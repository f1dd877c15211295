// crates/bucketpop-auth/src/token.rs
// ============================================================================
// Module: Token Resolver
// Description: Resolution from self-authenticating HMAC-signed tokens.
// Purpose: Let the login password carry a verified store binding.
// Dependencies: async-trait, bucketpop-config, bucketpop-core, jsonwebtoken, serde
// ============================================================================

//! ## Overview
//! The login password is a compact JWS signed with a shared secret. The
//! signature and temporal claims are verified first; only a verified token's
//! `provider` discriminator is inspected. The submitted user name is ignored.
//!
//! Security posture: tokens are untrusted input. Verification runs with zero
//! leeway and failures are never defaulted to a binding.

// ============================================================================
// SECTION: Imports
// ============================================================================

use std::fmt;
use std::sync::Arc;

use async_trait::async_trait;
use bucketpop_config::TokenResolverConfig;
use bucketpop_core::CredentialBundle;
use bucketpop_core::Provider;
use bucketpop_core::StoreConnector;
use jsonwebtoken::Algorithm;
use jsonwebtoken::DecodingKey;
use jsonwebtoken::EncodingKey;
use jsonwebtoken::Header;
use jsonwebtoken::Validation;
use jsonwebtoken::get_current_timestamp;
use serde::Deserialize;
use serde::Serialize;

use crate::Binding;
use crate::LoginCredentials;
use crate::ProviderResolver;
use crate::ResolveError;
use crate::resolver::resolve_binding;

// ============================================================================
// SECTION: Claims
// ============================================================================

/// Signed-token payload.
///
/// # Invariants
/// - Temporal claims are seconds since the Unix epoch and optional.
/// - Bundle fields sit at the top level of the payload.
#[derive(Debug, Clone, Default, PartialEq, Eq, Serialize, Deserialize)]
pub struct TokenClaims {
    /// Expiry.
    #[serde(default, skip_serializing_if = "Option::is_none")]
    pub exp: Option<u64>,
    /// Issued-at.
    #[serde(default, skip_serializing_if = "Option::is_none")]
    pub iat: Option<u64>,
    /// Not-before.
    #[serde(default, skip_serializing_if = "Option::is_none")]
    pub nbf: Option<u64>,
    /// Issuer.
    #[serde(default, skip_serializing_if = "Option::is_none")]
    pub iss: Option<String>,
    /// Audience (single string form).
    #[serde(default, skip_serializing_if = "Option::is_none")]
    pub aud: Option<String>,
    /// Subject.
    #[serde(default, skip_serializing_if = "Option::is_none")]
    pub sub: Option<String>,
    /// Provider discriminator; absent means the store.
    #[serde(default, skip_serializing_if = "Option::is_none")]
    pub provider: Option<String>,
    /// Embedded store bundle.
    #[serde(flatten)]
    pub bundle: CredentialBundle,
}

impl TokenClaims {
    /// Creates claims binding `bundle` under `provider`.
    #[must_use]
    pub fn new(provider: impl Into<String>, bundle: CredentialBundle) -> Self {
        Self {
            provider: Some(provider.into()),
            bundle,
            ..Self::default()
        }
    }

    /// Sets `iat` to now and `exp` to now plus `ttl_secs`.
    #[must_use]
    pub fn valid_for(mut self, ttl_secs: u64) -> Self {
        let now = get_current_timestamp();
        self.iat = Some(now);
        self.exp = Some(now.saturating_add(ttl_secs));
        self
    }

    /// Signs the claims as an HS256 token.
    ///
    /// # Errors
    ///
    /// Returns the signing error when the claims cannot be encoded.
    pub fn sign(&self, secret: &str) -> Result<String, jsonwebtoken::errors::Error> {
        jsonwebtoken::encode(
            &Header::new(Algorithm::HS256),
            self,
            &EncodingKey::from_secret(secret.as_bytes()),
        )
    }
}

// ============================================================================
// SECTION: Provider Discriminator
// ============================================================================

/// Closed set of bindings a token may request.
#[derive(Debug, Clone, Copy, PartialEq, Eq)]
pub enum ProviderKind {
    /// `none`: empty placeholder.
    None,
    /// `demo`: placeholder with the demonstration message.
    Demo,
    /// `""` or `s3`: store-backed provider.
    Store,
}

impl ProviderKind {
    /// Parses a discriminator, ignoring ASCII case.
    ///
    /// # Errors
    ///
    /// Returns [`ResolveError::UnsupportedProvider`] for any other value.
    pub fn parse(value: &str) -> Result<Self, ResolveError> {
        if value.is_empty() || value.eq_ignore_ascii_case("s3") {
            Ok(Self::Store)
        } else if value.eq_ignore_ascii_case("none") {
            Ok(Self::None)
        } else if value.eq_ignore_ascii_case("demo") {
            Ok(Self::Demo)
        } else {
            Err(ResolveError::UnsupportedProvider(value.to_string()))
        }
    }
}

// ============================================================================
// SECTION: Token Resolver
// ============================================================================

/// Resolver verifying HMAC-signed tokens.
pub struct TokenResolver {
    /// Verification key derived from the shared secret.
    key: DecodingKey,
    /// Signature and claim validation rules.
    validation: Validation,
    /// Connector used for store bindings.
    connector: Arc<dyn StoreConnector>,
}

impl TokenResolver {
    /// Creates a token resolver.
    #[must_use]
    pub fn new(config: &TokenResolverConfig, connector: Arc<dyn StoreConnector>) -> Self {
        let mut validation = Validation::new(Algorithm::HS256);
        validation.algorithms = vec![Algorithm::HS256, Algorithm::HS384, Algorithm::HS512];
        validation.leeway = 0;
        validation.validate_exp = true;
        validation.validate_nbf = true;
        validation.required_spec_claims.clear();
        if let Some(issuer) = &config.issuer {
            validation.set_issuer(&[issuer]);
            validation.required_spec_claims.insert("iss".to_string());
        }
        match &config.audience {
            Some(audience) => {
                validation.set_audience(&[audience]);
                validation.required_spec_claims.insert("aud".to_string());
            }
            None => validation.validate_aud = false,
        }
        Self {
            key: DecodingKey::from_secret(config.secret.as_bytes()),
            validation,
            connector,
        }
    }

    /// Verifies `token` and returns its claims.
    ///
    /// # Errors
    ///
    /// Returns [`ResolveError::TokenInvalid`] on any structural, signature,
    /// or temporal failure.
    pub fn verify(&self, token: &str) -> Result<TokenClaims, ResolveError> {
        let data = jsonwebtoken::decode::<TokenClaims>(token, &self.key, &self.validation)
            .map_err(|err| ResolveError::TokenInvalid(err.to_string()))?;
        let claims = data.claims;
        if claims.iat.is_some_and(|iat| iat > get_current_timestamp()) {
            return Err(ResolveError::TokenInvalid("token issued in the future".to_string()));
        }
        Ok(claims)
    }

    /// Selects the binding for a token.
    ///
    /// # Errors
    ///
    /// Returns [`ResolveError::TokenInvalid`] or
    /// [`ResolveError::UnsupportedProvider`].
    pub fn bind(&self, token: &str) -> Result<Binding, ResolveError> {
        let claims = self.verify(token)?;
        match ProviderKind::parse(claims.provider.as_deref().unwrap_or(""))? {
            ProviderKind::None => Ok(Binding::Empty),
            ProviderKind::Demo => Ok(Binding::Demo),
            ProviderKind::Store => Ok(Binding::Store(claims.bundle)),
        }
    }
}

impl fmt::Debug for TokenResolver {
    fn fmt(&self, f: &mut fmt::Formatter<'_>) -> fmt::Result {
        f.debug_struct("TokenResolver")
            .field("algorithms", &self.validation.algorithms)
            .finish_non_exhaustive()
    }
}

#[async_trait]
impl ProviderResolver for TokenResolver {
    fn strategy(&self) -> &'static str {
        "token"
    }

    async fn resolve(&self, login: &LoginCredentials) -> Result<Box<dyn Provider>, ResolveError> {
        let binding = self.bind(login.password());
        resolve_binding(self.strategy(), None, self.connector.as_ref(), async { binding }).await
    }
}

· · · · ·

* [What you need to do]: Out of the records above, pull each line containing the word "bindings".

* [Solution to this exercise]:
/// Closed set of bindings a token may request.
    /// Connector used for store bindings.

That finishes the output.